━━ EXERCISE MATERIALS ━━
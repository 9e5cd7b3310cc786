use regex::{NoExpand, Regex, RegexBuilder};

use crate::tree::TocNode;

/// Serialise `forest` as a `<div>` wrapping nested `<ul>` lists.
pub fn render_forest(forest: &[TocNode], container_class: &str) -> String {
    let mut html = format!(
        "<div class=\"{}\">\n<ul>\n",
        html_escape::encode_double_quoted_attribute(container_class)
    );
    for node in forest {
        push_item(&mut html, node);
    }
    html.push_str("</ul>\n</div>\n");
    html
}

fn push_item(html: &mut String, node: &TocNode) {
    html.push_str("<li>");
    if !node.text().is_empty() {
        html.push_str("<a href=\"#");
        html.push_str(&html_escape::encode_double_quoted_attribute(node.anchor()));
        html.push_str("\">");
        html.push_str(&html_escape::encode_text(node.text()));
        html.push_str("</a>");
    }
    if !node.children().is_empty() {
        html.push_str("<ul>\n");
        for child in node.children() {
            push_item(html, child);
        }
        html.push_str("</ul>\n");
    }
    html.push_str("</li>\n");
}

/// Case-insensitive matcher for a literal placeholder token.
#[derive(Debug, Clone)]
pub struct Placeholder {
    literal: String,
    pattern: Regex,
}

impl Placeholder {
    pub fn new(literal: &str) -> Self {
        let pattern = RegexBuilder::new(&regex::escape(literal))
            .case_insensitive(true)
            .build()
            .expect("escaped literal is always a valid pattern");
        Self {
            literal: literal.to_string(),
            pattern,
        }
    }

    pub fn literal(&self) -> &str {
        &self.literal
    }

    pub fn occurs_in(&self, markup: &str) -> bool {
        self.pattern.is_match(markup)
    }

    /// Replace every occurrence in `markup` with `replacement`.
    ///
    /// Occurrences inside `replacement` itself are neutralised first so the
    /// result never contains the placeholder again.
    pub fn substitute(&self, markup: &str, replacement: &str) -> String {
        let neutral = self.neutralize(replacement);
        self.pattern
            .replace_all(markup, NoExpand(&neutral))
            .into_owned()
    }

    fn neutralize(&self, text: &str) -> String {
        self.pattern
            .replace_all(text, |caps: &regex::Captures<'_>| {
                let found = &caps[0];
                let mut chars = found.chars();
                match chars.next() {
                    Some(first) => format!("&#{};{}", u32::from(first), chars.as_str()),
                    None => String::new(),
                }
            })
            .into_owned()
    }
}
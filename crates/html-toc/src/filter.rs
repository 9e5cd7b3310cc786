use html_toc_config::TocSettings;
pub use html_toc_config::{DEFAULT_CONTAINER_CLASS, DEFAULT_PLACEHOLDER};
use log::debug;

use crate::heading::{HeadingExtractor, MarkupExtractor};
use crate::render::{render_forest, Placeholder};
use crate::tree::{build_forest, TocNode};

/// Rendering knobs for [`TocFilter`].
#[derive(Debug, Clone, PartialEq, Eq)]
pub struct TocOptions {
    /// Literal token replaced by the rendered TOC, matched case-insensitively.
    pub placeholder: String,
    pub container_class: String,
    /// Treat a lone top-level heading as the document title and list only its children.
    pub skip_title: bool,
}

impl Default for TocOptions {
    fn default() -> Self {
        Self::from(&TocSettings::default())
    }
}

impl From<&TocSettings> for TocOptions {
    fn from(settings: &TocSettings) -> Self {
        Self {
            placeholder: settings.placeholder.clone(),
            container_class: settings.container_class.clone(),
            skip_title: settings.skip_title,
        }
    }
}

/// Output filter that replaces placeholder tokens with a table of contents.
pub struct TocFilter<E = MarkupExtractor> {
    extractor: E,
    options: TocOptions,
    placeholder: Placeholder,
}

impl TocFilter<MarkupExtractor> {
    pub fn new(options: TocOptions) -> Self {
        Self::with_extractor(MarkupExtractor, options)
    }
}

impl Default for TocFilter<MarkupExtractor> {
    fn default() -> Self {
        Self::new(TocOptions::default())
    }
}

impl<E: HeadingExtractor> TocFilter<E> {
    pub fn with_extractor(extractor: E, options: TocOptions) -> Self {
        let placeholder = Placeholder::new(&options.placeholder);
        Self {
            extractor,
            options,
            placeholder,
        }
    }

    pub fn options(&self) -> &TocOptions {
        &self.options
    }

    /// The forest that [`apply`](Self::apply) would render for `markup`.
    pub fn toc(&self, markup: &str) -> Vec<TocNode> {
        let headings = self.extractor.extract(markup);
        if headings.is_empty() {
            return Vec::new();
        }

        let mut forest = build_forest(&headings);
        if self.options.skip_title && forest.len() == 1 {
            forest = forest.remove(0).into_children();
        }
        debug!(
            "{} heading(s) -> {} top-level toc node(s)",
            headings.len(),
            forest.len()
        );
        forest
    }

    /// Rendered TOC block for `markup`, or `None` when there is nothing to list.
    pub fn render(&self, markup: &str) -> Option<String> {
        let forest = self.toc(markup);
        if forest.is_empty() {
            return None;
        }
        Some(render_forest(&forest, &self.options.container_class))
    }

    /// Replace every placeholder in `markup` with the rendered TOC.
    ///
    /// Returns the input unchanged when it contains no placeholder, no headings,
    /// or only a title heading.
    pub fn apply(&self, markup: &str) -> String {
        if self.options.placeholder.is_empty() || !self.placeholder.occurs_in(markup) {
            return markup.to_string();
        }
        match self.render(markup) {
            Some(block) => self.placeholder.substitute(markup, &block),
            None => markup.to_string(),
        }
    }
}

/// Apply the default filter (`[toc]` placeholder, `toc` class, title skipped).
pub fn render_toc(markup: &str) -> String {
    TocFilter::new(TocOptions::default()).apply(markup)
}
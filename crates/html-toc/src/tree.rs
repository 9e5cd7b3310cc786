//! Reconstruction of the heading outline from a flat, document-order list.

use std::mem;

use serde::Serialize;

use crate::heading::{HeadingLevel, HeadingRecord};

/// One entry of the table of contents.
///
/// Synthetic nodes have no level, text or anchor; they hold headings that have
/// no parent at the level being partitioned (for example an `h3` directly
/// below an `h1`).
#[derive(Debug, Clone, PartialEq, Eq, Serialize)]
pub struct TocNode {
    level: Option<HeadingLevel>,
    text: String,
    anchor: String,
    children: Vec<TocNode>,
}

impl TocNode {
    fn from_record(record: &HeadingRecord) -> Self {
        Self {
            level: Some(record.level),
            text: record.text.clone(),
            anchor: record.anchor.clone(),
            children: Vec::new(),
        }
    }

    fn synthetic() -> Self {
        Self {
            level: None,
            text: String::new(),
            anchor: String::new(),
            children: Vec::new(),
        }
    }

    pub fn level(&self) -> Option<HeadingLevel> {
        self.level
    }

    pub fn text(&self) -> &str {
        &self.text
    }

    pub fn anchor(&self) -> &str {
        &self.anchor
    }

    pub fn children(&self) -> &[TocNode] {
        &self.children
    }

    pub fn is_synthetic(&self) -> bool {
        self.level.is_none()
    }

    pub(crate) fn into_children(self) -> Vec<TocNode> {
        self.children
    }
}

/// Build the outline forest for `headings`.
///
/// Headings are partitioned at `h1` boundaries; each chunk's trailing
/// headings are then partitioned at `h2`, and so on down to `h6`. Headings
/// preceding the first boundary at a level are grouped under a synthetic node.
pub fn build_forest(headings: &[HeadingRecord]) -> Vec<TocNode> {
    let nodes = headings.iter().map(TocNode::from_record).collect();
    partition(nodes, HeadingLevel::MIN)
}

fn partition(nodes: Vec<TocNode>, level: HeadingLevel) -> Vec<TocNode> {
    let mut forest = Vec::new();
    let mut current: Option<TocNode> = None;

    for node in nodes {
        if node.level == Some(level) {
            if let Some(done) = current.take() {
                forest.push(settle(done, level));
            }
            current = Some(node);
        } else {
            current
                .get_or_insert_with(TocNode::synthetic)
                .children
                .push(node);
        }
    }

    if let Some(done) = current {
        forest.push(settle(done, level));
    }

    forest
}

// A synthetic node is only ever created to receive a child, so it is never
// emitted empty.
fn settle(mut node: TocNode, level: HeadingLevel) -> TocNode {
    if node.children.is_empty() {
        return node;
    }
    if let Some(next) = level.deeper() {
        let provisional = mem::take(&mut node.children);
        node.children = partition(provisional, next);
    }
    node
}

#[cfg(test)]
mod tests {
    use super::*;

    fn heading(level: u8, text: &str, anchor: &str) -> HeadingRecord {
        HeadingRecord::new(HeadingLevel::new(level).unwrap(), text, anchor)
    }

    fn texts(nodes: &[TocNode]) -> Vec<&str> {
        nodes.iter().map(TocNode::text).collect()
    }

    #[test]
    fn nests_standard_outline() {
        let forest = build_forest(&[
            heading(1, "Title", "t"),
            heading(2, "A", "a"),
            heading(3, "A.1", "a1"),
            heading(2, "B", "b"),
        ]);

        assert_eq!(texts(&forest), vec!["Title"]);
        let title = &forest[0];
        assert_eq!(texts(title.children()), vec!["A", "B"]);
        assert_eq!(texts(title.children()[0].children()), vec!["A.1"]);
        assert!(title.children()[1].children().is_empty());
    }

    #[test]
    fn skipped_level_gets_synthetic_parent() {
        let forest = build_forest(&[heading(1, "Title", "t"), heading(3, "Sub", "s")]);

        let title = &forest[0];
        assert_eq!(title.children().len(), 1);
        let synthetic = &title.children()[0];
        assert!(synthetic.is_synthetic());
        assert_eq!(synthetic.text(), "");
        assert_eq!(synthetic.anchor(), "");
        assert_eq!(texts(synthetic.children()), vec!["Sub"]);
    }

    #[test]
    fn leading_deeper_heading_is_grouped_before_first_boundary() {
        let forest = build_forest(&[heading(2, "X", "x"), heading(1, "Y", "y")]);

        assert_eq!(forest.len(), 2);
        assert!(forest[0].is_synthetic());
        assert_eq!(texts(forest[0].children()), vec!["X"]);
        assert_eq!(forest[1].text(), "Y");
        assert!(forest[1].children().is_empty());
    }

    #[test]
    fn all_h6_headings_keep_every_entry() {
        let forest = build_forest(&[heading(6, "a", "a"), heading(6, "b", "b")]);

        // One synthetic node per missing level h1..h5.
        let mut node = &forest[0];
        for _ in 0..4 {
            assert!(node.is_synthetic());
            assert_eq!(node.children().len(), 1);
            node = &node.children()[0];
        }
        assert!(node.is_synthetic());
        assert_eq!(texts(node.children()), vec!["a", "b"]);
    }

    #[test]
    fn empty_input_builds_empty_forest() {
        assert!(build_forest(&[]).is_empty());
    }

    #[test]
    fn preserves_levels_on_real_nodes() {
        let forest = build_forest(&[heading(1, "T", "t")]);
        assert_eq!(forest[0].level(), HeadingLevel::new(1).ok());
        assert_eq!(forest[0].anchor(), "t");
    }
}
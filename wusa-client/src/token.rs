//! Local access token store
//!
//! The token obtained through the device flow is kept as plain text in
//! `<base_dir>/.access_token`. It is not encrypted.

use std::fs;
use std::io::ErrorKind;
use std::path::{Path, PathBuf};
use tracing::debug;

use crate::error::{ClientError, Result};

/// File name of the stored access token
pub const ACCESS_TOKEN_FILE: &str = ".access_token";

/// File-backed store for the GitHub access token
#[derive(Debug, Clone)]
pub struct TokenStore {
    path: PathBuf,
}

impl TokenStore {
    /// Creates a store for the token file inside `base_dir`
    pub fn new(base_dir: impl AsRef<Path>) -> Self {
        Self {
            path: base_dir.as_ref().join(ACCESS_TOKEN_FILE),
        }
    }

    /// Path of the token file
    pub fn path(&self) -> &Path {
        &self.path
    }

    /// Loads the saved token
    ///
    /// Returns [`ClientError::NoAccessToken`] if no token was saved.
    pub fn load(&self) -> Result<String> {
        match fs::read_to_string(&self.path) {
            Ok(content) => {
                let token = content.trim();
                if token.is_empty() {
                    return Err(ClientError::NoAccessToken);
                }
                Ok(token.to_string())
            }
            Err(e) if e.kind() == ErrorKind::NotFound => Err(ClientError::NoAccessToken),
            Err(e) => Err(ClientError::TokenStore(e)),
        }
    }

    /// Saves `token`, replacing any previous one
    pub fn save(&self, token: &str) -> Result<()> {
        if let Some(parent) = self.path.parent() {
            fs::create_dir_all(parent)?;
        }
        fs::write(&self.path, token)?;
        debug!("Access token saved to {}", self.path.display());
        Ok(())
    }
}
//! Runner command handlers
//!
//! Handles creating, starting, removing and listing runners.

use anyhow::Result;
use colored::*;
use std::sync::Arc;
use wusa_client::TokenStore;
use wusa_runner::repository::{GitHubRunnerApi, RunnerApi, RunnerRegistry};
use wusa_runner::service::validate_request;
use wusa_runner::{CliContainerDriver, Config, LifecycleService};

use super::auth::require_access_token;
use crate::output::{TerminalSink, print_runners};

/// Create a runner for `repo`
pub async fn create(config: &Config, repo: &str, labels: &[String]) -> Result<()> {
    validate_request(repo, labels)?;
    require_access_token(&TokenStore::new(&config.base_dir))?;

    let service = lifecycle(config)?;
    let runner = service.create(repo, labels, &mut TerminalSink).await?;

    println!(
        "{} Runner {} created for {}",
        "✓".green(),
        runner.name.bold(),
        runner.url_on(&config.github_url)
    );
    println!("  Start it with: wusa up {}", runner.name);
    Ok(())
}

/// Start the runner called `name`
pub fn up(config: &Config, name: &str) -> Result<()> {
    let service = lifecycle(config)?;
    let outcome = service.up(name, &mut TerminalSink)?;

    if outcome.listening {
        println!(
            "{} Runner {} is listening for jobs in container {}",
            "✓".green(),
            name.bold(),
            outcome.container.id
        );
    } else {
        println!(
            "{}",
            format!("Runner {} stopped before it listened for jobs.", name).yellow()
        );
    }
    Ok(())
}

/// Remove the runner called `name`
pub async fn remove(config: &Config, name: &str) -> Result<()> {
    require_access_token(&TokenStore::new(&config.base_dir))?;

    let service = lifecycle(config)?;
    let runner = service.remove(name, &mut TerminalSink).await?;

    println!(
        "{} Runner {} removed from {}",
        "✓".green(),
        runner.name.bold(),
        runner.repo
    );
    Ok(())
}

/// List runners in the local registry
pub fn list_local(config: &Config) -> Result<()> {
    let runners = RunnerRegistry::new(config.runner_file()).load()?;

    if runners.is_empty() {
        println!("{}", "No runners created yet.".yellow());
    } else {
        print_runners(&runners);
    }
    Ok(())
}

/// List the runners GitHub knows for `repo`
pub async fn list_repo(config: &Config, repo: &str) -> Result<()> {
    validate_request(repo, &[])?;
    let tokens = TokenStore::new(&config.base_dir);
    require_access_token(&tokens)?;

    let api = GitHubRunnerApi::new(&config.github_api_url, tokens);
    let runners = api.list_runners(repo).await?;

    if runners.is_empty() {
        println!(
            "{}",
            format!("No runners registered for {}.", repo).yellow()
        );
    } else {
        print_runners(&runners);
    }
    Ok(())
}

/// Wires the lifecycle service to the container runtime, GitHub and the registry
fn lifecycle(config: &Config) -> Result<LifecycleService> {
    let driver = CliContainerDriver::connect(&config.runtime)?;
    let api = GitHubRunnerApi::new(&config.github_api_url, TokenStore::new(&config.base_dir));

    Ok(LifecycleService::new(
        Arc::new(driver),
        Arc::new(api),
        RunnerRegistry::new(config.runner_file()),
        &config.base_image,
    )
    .with_github_url(&config.github_url))
}
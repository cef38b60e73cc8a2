//! Wusa Core
//!
//! Core types shared by the wusa crates.
//!
//! This crate contains:
//! - Domain types: the runner record and its status
//! - DTOs: payloads exchanged with the GitHub REST and OAuth endpoints

pub mod domain;
pub mod dto;
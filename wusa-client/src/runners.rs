//! Runner-related API endpoints

use crate::GitHubClient;
use crate::error::Result;
use tracing::debug;
use wusa_core::dto::runner::{RunnerList, RunnerToken};

/// Endpoint for obtaining a runner registration token
pub fn registration_token_path(repo: &str) -> String {
    format!("/repos/{}/actions/runners/registration-token", repo)
}

/// Endpoint for obtaining a runner removal token
pub fn removal_token_path(repo: &str) -> String {
    format!("/repos/{}/actions/runners/remove-token", repo)
}

/// Endpoint listing the self-hosted runners of a repository
pub fn runners_path(repo: &str) -> String {
    format!("/repos/{}/actions/runners", repo)
}

impl GitHubClient {
    // =============================================================================
    // Runner Tokens
    // =============================================================================

    /// Request a token that lets a new runner join `repo`
    ///
    /// # Arguments
    /// * `repo` - Repository in `owner/name` form
    ///
    /// # Example
    /// ```no_run
    /// # use wusa_client::GitHubClient;
    /// # async fn example() -> wusa_client::Result<()> {
    /// let client = GitHubClient::new("https://api.github.com", "gho_...");
    /// let token = client.create_registration_token("octo/repo").await?;
    /// # Ok(())
    /// # }
    /// ```
    pub async fn create_registration_token(&self, repo: &str) -> Result<RunnerToken> {
        let url = format!("{}{}", self.base_url, registration_token_path(repo));
        debug!("Requesting registration token for {}", repo);
        let response = self.authorized(self.client.post(&url)).send().await?;

        self.handle_response(response).await
    }

    /// Request a token that lets a runner leave `repo`
    ///
    /// # Arguments
    /// * `repo` - Repository in `owner/name` form
    pub async fn create_removal_token(&self, repo: &str) -> Result<RunnerToken> {
        let url = format!("{}{}", self.base_url, removal_token_path(repo));
        debug!("Requesting removal token for {}", repo);
        let response = self.authorized(self.client.post(&url)).send().await?;

        self.handle_response(response).await
    }

    // =============================================================================
    // Runner Query
    // =============================================================================

    /// List the self-hosted runners registered for `repo`
    pub async fn list_runners(&self, repo: &str) -> Result<RunnerList> {
        let url = format!("{}{}", self.base_url, runners_path(repo));
        let response = self.authorized(self.client.get(&url)).send().await?;

        self.handle_response(response).await
    }
}

#[cfg(test)]
mod tests {
    use super::*;

    #[test]
    fn test_endpoint_paths() {
        assert_eq!(
            registration_token_path("octo/repo"),
            "/repos/octo/repo/actions/runners/registration-token"
        );
        assert_eq!(
            removal_token_path("octo/repo"),
            "/repos/octo/repo/actions/runners/remove-token"
        );
        assert_eq!(runners_path("octo/repo"), "/repos/octo/repo/actions/runners");
    }
}
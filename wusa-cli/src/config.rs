//! Configuration module
//!
//! Resolves the runner configuration from the environment and command-line
//! flags. Flags win over environment variables.

use anyhow::{Context, Result};
use std::path::PathBuf;
use wusa_runner::Config;

/// Loads, validates and prepares the configuration
///
/// # Arguments
/// * `base_dir` - Base directory given on the command line
/// * `runtime` - Container runtime given on the command line
pub fn load(base_dir: Option<PathBuf>, runtime: Option<String>) -> Result<Config> {
    let config = apply_overrides(Config::from_env(), base_dir, runtime);
    config.validate()?;

    config.ensure_base_dir().with_context(|| {
        format!(
            "Can not create base directory {}",
            config.base_dir.display()
        )
    })?;

    Ok(config)
}

fn apply_overrides(
    mut config: Config,
    base_dir: Option<PathBuf>,
    runtime: Option<String>,
) -> Config {
    if let Some(base_dir) = base_dir {
        config.base_dir = base_dir;
    }
    if let Some(runtime) = runtime.filter(|runtime| !runtime.is_empty()) {
        config.runtime = runtime;
    }
    config
}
━━━
Beginning with the first line of the records above, reproduce each line exactly, ending at the line that contains "html_escape::encode_double_quoted_attribute(container_class)", and leave out everything else.

§ YOUR SOLUTION:
repository 9e5cd7b3310cc786
use regex::{NoExpand, Regex, RegexBuilder};

use crate::tree::TocNode;

/// Serialise `forest` as a `<div>` wrapping nested `<ul>` lists.
pub fn render_forest(forest: &[TocNode], container_class: &str) -> String {
    let mut html = format!(
        "<div class=\"{}\">\n<ul>\n",
        html_escape::encode_double_quoted_attribute(container_class)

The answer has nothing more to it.